Wherever a line in the records contains the word "feeds", return that line.

[[ Listed records open ]]

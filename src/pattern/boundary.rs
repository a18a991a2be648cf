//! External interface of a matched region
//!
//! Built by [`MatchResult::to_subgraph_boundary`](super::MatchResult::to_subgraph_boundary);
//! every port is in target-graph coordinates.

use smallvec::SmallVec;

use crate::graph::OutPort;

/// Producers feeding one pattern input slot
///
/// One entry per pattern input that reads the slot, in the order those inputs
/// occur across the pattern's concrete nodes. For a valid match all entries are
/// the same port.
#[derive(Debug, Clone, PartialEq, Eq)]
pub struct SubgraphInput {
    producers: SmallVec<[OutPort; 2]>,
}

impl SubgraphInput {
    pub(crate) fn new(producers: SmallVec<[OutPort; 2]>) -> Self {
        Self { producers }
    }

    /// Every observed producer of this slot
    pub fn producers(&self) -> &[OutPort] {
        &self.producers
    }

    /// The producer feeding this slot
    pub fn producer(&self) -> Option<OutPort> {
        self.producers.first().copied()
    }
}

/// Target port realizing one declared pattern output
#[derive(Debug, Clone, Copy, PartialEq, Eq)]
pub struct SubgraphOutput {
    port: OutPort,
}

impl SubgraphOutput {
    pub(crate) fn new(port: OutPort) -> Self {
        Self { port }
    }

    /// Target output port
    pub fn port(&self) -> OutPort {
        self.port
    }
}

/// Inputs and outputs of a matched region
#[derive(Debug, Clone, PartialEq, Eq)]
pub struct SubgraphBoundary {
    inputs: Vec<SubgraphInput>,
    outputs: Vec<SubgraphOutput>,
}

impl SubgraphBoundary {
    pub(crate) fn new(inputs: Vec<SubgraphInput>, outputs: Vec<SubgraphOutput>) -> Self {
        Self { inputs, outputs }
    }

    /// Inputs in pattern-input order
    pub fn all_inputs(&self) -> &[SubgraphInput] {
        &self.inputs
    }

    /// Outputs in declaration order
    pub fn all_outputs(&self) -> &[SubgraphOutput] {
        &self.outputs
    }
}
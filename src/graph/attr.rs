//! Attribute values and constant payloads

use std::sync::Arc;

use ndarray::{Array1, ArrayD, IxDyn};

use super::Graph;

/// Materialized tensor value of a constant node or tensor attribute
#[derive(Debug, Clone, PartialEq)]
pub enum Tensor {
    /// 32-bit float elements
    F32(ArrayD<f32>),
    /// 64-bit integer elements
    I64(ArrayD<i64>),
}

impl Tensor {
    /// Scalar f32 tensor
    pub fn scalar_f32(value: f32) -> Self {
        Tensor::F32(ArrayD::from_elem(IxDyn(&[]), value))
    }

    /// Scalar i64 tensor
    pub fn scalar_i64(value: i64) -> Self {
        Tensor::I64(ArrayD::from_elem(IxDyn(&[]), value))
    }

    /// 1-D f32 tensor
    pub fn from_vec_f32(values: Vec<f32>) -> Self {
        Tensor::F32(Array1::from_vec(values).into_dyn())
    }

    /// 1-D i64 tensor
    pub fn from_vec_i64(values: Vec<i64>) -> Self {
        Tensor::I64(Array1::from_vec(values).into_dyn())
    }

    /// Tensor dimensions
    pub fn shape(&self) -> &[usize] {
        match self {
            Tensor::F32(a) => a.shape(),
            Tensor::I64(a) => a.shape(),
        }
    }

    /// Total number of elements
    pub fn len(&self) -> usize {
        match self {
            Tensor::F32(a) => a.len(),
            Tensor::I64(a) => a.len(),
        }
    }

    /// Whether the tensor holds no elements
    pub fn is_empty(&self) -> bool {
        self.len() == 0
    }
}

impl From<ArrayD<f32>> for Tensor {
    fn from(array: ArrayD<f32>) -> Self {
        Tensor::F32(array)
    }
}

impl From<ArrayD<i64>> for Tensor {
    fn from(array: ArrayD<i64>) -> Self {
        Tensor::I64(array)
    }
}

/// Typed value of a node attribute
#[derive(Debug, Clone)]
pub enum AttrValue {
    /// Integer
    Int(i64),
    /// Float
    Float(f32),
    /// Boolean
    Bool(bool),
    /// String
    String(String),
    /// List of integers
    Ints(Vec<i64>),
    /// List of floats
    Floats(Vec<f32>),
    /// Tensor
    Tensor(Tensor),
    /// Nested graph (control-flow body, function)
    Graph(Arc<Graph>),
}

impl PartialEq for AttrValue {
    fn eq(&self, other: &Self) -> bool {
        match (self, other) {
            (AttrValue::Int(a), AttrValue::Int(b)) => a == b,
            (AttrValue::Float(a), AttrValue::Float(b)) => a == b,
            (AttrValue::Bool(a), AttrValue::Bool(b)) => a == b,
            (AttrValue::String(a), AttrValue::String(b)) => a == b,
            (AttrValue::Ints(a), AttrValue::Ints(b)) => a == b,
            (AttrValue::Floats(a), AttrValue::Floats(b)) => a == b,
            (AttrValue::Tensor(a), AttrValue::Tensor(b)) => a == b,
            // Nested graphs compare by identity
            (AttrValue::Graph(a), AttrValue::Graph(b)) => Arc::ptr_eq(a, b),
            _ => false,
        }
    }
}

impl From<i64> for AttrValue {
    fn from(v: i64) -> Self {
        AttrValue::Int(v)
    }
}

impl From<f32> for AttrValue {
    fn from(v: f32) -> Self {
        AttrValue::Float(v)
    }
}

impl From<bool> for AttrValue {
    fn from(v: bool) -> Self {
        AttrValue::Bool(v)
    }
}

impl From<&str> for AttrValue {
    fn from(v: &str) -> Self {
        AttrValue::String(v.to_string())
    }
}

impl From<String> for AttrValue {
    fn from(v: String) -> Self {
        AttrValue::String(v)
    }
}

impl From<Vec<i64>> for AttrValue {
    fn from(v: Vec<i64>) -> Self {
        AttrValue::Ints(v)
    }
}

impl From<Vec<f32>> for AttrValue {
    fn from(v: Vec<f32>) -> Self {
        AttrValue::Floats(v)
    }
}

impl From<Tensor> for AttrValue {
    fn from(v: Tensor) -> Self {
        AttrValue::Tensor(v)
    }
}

[[ Listed records closed ]]
[[ Listed records open ]]

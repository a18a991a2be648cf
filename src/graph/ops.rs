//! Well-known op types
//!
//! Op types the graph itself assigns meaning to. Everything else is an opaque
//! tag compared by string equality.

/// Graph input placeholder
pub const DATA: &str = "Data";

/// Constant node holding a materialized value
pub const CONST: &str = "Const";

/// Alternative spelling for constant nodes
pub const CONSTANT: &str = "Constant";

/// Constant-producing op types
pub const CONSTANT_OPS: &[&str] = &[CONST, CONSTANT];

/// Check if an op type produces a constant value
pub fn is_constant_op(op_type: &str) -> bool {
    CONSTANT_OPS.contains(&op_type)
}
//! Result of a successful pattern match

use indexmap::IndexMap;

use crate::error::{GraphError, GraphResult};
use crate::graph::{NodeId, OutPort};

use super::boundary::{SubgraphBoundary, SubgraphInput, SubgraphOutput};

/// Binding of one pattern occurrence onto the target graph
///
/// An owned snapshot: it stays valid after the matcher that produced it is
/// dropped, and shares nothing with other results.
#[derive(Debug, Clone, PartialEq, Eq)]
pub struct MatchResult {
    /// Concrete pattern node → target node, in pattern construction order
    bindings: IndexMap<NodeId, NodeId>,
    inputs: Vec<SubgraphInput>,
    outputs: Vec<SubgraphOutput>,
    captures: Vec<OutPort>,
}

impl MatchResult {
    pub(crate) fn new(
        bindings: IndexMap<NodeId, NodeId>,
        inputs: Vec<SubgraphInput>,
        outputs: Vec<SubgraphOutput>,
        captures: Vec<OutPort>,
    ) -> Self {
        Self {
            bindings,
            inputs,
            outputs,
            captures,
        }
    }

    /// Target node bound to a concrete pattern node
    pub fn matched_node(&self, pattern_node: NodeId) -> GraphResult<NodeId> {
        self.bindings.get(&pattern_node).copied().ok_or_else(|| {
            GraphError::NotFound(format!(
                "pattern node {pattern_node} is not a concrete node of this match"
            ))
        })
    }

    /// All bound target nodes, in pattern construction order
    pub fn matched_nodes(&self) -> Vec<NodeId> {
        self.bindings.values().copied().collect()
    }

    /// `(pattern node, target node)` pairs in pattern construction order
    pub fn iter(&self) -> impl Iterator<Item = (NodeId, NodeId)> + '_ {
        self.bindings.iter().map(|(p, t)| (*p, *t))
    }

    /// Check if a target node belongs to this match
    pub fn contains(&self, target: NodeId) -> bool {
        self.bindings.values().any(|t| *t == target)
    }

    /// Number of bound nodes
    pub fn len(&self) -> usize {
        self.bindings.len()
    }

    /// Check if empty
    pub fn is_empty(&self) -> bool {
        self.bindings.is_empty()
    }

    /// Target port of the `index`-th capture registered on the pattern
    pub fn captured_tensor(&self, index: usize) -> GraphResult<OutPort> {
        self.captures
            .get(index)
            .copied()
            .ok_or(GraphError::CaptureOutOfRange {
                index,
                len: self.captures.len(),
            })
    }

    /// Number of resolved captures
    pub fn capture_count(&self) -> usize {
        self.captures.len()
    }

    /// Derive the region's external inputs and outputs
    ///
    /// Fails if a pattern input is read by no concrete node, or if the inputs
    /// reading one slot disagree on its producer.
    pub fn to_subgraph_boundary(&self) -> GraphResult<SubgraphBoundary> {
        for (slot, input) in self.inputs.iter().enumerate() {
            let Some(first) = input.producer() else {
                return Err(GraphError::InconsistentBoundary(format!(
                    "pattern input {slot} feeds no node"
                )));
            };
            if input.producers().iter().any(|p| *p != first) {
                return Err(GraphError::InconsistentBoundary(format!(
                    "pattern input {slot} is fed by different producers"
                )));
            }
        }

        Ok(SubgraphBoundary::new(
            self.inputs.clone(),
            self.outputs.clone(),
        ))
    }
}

[[ Listed records closed ]]
[[ Listed records open ]]

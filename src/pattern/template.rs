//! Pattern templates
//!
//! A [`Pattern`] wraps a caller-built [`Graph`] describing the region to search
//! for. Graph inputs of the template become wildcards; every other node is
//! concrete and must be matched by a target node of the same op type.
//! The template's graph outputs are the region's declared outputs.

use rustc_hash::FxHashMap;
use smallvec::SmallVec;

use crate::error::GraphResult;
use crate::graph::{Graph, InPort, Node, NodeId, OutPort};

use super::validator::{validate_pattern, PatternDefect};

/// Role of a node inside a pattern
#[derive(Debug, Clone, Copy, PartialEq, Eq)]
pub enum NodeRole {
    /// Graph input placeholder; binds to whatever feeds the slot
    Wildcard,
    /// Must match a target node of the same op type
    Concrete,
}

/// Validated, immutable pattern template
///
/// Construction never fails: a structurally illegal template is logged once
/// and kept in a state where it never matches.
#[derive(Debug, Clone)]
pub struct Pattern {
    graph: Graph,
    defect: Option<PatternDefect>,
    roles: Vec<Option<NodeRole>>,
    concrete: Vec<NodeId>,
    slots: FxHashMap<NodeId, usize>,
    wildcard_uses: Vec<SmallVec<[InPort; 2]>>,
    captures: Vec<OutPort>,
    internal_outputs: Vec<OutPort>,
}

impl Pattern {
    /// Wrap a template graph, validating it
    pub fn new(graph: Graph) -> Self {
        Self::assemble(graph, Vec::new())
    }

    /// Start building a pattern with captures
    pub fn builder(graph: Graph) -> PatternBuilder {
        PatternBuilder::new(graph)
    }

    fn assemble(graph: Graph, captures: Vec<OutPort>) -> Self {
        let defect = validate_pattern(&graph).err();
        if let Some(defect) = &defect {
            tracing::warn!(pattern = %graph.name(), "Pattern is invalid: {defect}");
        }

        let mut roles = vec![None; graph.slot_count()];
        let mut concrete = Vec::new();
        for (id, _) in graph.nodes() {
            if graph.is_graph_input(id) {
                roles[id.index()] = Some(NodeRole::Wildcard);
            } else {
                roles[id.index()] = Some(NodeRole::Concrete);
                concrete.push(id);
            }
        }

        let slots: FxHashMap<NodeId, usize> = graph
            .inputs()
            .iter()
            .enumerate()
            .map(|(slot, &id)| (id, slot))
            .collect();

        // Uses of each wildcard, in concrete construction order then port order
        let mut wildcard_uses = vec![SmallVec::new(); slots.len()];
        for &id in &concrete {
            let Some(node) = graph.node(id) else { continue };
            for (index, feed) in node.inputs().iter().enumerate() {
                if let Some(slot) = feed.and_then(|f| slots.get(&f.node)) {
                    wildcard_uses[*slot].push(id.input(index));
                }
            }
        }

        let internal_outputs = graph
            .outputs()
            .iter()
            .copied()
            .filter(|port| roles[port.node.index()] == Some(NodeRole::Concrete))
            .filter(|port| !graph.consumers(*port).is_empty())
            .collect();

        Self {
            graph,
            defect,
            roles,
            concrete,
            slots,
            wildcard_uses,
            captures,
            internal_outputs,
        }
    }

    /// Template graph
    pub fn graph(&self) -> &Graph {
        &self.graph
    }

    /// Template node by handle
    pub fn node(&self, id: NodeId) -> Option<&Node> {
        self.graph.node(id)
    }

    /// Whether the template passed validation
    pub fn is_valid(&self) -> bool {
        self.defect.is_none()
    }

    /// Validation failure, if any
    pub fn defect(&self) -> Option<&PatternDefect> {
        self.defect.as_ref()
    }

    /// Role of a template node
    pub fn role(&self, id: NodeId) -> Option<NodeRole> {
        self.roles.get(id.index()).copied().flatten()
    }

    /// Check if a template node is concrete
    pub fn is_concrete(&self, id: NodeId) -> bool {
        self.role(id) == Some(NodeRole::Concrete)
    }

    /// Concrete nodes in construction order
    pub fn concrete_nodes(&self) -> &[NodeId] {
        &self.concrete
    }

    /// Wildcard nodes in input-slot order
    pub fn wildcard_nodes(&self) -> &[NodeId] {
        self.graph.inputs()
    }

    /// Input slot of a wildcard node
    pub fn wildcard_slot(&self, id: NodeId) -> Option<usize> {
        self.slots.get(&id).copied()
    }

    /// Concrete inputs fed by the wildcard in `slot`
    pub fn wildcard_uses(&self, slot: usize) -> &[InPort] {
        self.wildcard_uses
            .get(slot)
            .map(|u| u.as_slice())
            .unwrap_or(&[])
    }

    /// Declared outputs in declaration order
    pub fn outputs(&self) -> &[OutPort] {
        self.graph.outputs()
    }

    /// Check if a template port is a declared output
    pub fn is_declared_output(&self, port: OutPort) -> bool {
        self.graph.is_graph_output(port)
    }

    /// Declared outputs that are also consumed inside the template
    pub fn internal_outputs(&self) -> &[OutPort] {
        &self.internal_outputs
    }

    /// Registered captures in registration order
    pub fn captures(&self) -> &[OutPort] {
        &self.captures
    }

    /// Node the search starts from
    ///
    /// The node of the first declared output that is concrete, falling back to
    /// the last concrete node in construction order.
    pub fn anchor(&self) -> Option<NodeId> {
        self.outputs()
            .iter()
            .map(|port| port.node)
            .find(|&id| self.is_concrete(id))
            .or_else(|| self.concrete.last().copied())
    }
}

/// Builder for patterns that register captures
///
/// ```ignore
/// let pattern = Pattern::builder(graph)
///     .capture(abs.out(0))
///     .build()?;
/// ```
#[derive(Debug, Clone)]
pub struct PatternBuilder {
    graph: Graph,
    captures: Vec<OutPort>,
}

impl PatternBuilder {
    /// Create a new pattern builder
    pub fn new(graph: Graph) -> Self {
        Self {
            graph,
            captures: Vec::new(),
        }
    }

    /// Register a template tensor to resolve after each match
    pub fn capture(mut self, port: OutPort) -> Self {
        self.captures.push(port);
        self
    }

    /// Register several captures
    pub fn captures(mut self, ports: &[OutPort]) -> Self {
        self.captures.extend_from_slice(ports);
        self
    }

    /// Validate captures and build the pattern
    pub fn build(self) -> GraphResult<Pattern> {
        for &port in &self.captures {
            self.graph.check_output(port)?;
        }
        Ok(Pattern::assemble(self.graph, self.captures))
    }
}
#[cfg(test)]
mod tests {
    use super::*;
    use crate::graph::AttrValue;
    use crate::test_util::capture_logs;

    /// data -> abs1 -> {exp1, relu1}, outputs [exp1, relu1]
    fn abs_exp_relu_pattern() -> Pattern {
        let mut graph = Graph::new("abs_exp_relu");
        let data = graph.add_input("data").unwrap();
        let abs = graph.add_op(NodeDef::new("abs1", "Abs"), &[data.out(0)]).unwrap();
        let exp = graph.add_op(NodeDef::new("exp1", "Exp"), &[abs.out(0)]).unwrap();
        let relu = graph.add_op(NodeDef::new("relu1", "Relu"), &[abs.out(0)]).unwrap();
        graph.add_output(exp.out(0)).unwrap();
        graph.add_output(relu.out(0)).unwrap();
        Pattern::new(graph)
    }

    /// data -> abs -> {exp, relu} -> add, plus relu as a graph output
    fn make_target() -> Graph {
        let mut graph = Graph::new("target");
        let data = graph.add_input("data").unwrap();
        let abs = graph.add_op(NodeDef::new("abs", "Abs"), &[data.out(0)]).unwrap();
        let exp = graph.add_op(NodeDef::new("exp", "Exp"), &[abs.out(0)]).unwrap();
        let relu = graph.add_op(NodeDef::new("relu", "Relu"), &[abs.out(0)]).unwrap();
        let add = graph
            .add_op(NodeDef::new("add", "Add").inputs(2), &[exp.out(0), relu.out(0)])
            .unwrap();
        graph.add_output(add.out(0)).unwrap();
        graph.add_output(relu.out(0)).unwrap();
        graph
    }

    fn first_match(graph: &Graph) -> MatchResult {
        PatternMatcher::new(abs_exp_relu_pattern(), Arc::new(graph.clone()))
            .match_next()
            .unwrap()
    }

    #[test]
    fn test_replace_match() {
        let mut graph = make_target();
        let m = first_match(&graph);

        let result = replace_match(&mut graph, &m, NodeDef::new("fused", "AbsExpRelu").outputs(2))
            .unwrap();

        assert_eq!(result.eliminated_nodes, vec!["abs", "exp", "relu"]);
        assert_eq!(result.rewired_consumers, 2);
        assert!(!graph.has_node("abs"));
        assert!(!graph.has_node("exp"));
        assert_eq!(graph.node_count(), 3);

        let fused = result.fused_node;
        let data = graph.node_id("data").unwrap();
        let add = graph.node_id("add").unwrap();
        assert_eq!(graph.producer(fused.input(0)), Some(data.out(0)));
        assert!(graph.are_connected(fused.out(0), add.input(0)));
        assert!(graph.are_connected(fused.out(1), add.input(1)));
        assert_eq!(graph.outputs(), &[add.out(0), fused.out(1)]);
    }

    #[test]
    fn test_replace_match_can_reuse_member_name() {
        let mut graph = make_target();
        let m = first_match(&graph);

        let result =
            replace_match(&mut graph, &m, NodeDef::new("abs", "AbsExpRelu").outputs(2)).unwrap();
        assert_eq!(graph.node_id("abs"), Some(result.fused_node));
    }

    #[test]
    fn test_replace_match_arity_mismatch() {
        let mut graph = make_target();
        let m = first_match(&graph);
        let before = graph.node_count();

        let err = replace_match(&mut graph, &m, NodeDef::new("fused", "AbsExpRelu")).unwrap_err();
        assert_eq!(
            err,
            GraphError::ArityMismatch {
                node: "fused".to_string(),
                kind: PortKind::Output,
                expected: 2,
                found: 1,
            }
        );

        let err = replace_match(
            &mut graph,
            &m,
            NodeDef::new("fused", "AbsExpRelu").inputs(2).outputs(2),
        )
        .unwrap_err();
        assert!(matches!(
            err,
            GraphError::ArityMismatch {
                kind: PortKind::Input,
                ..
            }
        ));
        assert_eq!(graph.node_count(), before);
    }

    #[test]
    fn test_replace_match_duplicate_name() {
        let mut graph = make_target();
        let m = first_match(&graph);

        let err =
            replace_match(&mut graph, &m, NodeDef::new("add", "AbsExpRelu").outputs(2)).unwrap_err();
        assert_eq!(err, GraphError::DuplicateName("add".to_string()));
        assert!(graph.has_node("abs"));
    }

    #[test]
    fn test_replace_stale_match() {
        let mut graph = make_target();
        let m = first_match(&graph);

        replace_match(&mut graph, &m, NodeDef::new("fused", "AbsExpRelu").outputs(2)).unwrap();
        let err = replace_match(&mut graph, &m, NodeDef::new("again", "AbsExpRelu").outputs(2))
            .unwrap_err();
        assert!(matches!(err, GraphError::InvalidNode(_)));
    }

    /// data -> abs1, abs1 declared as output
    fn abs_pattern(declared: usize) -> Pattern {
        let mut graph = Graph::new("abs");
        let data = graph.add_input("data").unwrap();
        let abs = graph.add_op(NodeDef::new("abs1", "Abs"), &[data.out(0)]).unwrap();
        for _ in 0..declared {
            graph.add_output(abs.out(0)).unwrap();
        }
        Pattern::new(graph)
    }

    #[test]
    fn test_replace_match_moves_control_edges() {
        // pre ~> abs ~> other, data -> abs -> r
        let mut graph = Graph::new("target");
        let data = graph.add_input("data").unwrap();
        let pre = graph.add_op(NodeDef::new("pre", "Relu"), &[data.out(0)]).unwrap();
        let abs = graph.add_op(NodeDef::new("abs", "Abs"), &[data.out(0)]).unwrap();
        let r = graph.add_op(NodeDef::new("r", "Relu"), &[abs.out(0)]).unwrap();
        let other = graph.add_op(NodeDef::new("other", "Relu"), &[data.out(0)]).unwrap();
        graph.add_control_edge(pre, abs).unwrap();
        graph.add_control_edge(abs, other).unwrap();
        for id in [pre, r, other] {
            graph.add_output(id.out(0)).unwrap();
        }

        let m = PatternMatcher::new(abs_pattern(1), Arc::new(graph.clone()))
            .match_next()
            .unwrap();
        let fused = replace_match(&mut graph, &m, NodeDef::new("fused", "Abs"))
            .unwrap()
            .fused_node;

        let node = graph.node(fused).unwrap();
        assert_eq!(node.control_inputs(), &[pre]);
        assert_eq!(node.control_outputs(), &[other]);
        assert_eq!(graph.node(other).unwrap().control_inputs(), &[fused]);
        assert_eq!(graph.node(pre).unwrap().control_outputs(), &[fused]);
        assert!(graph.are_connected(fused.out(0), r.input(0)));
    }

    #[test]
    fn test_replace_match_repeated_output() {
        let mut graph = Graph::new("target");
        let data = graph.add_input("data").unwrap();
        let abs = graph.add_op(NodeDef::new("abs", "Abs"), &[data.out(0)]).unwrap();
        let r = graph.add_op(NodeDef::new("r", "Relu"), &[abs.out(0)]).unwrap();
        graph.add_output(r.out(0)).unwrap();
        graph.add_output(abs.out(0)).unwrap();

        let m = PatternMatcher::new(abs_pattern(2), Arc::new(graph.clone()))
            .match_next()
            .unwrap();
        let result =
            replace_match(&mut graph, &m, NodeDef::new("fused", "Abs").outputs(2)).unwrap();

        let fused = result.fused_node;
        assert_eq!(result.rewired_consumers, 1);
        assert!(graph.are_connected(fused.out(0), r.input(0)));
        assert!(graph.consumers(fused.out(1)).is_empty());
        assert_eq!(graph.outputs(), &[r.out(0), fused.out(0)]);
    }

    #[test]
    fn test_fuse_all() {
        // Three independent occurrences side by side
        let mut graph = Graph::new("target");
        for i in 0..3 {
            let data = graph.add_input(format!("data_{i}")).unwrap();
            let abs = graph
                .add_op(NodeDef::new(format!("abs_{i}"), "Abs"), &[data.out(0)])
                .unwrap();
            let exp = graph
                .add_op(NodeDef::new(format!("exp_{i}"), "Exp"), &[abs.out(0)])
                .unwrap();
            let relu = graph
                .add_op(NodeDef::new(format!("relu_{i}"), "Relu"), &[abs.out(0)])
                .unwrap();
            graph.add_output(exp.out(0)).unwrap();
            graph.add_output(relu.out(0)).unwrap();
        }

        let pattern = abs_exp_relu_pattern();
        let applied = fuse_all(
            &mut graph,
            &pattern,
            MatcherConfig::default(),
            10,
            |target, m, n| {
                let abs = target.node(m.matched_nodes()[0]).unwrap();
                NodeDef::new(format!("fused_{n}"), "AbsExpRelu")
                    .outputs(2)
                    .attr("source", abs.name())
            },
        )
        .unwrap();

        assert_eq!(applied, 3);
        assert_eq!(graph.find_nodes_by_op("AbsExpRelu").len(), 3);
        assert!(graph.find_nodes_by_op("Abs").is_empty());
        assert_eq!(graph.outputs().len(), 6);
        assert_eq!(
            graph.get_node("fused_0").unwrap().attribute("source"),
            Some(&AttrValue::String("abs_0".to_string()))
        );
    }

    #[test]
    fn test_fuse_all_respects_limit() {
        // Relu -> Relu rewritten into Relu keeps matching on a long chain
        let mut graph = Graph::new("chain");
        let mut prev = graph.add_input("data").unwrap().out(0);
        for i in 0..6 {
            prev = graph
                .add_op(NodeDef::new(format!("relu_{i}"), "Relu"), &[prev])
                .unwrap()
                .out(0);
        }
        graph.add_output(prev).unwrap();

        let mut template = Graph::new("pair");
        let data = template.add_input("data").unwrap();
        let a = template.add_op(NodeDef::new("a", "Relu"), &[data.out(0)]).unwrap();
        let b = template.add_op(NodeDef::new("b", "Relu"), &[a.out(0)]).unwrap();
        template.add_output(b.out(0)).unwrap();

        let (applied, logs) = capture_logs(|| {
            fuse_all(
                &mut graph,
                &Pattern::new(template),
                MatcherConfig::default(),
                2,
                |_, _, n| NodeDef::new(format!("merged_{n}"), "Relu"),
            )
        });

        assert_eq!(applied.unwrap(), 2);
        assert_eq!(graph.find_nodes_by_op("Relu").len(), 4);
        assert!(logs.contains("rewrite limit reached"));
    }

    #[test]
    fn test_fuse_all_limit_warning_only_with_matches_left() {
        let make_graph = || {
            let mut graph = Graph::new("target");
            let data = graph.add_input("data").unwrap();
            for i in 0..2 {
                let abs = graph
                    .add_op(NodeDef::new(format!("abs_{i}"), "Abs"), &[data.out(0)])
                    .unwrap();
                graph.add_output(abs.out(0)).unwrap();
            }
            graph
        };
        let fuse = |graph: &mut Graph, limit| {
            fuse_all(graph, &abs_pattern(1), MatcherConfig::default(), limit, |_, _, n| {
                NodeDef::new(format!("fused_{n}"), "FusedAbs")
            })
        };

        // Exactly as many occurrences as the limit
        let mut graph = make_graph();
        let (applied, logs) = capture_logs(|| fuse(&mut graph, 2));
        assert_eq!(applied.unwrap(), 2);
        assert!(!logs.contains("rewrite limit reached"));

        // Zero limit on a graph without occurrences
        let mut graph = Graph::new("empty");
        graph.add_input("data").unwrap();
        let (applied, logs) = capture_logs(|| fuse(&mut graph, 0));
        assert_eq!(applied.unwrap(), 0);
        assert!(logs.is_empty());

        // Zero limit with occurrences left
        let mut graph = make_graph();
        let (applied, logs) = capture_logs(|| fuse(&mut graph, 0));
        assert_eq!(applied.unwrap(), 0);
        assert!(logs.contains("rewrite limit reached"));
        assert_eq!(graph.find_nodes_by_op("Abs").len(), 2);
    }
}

[[ Listed records closed ]]

* **The completed task**
                    "pattern input {slot} feeds no node"
    /// Graph input placeholder; binds to whatever feeds the slot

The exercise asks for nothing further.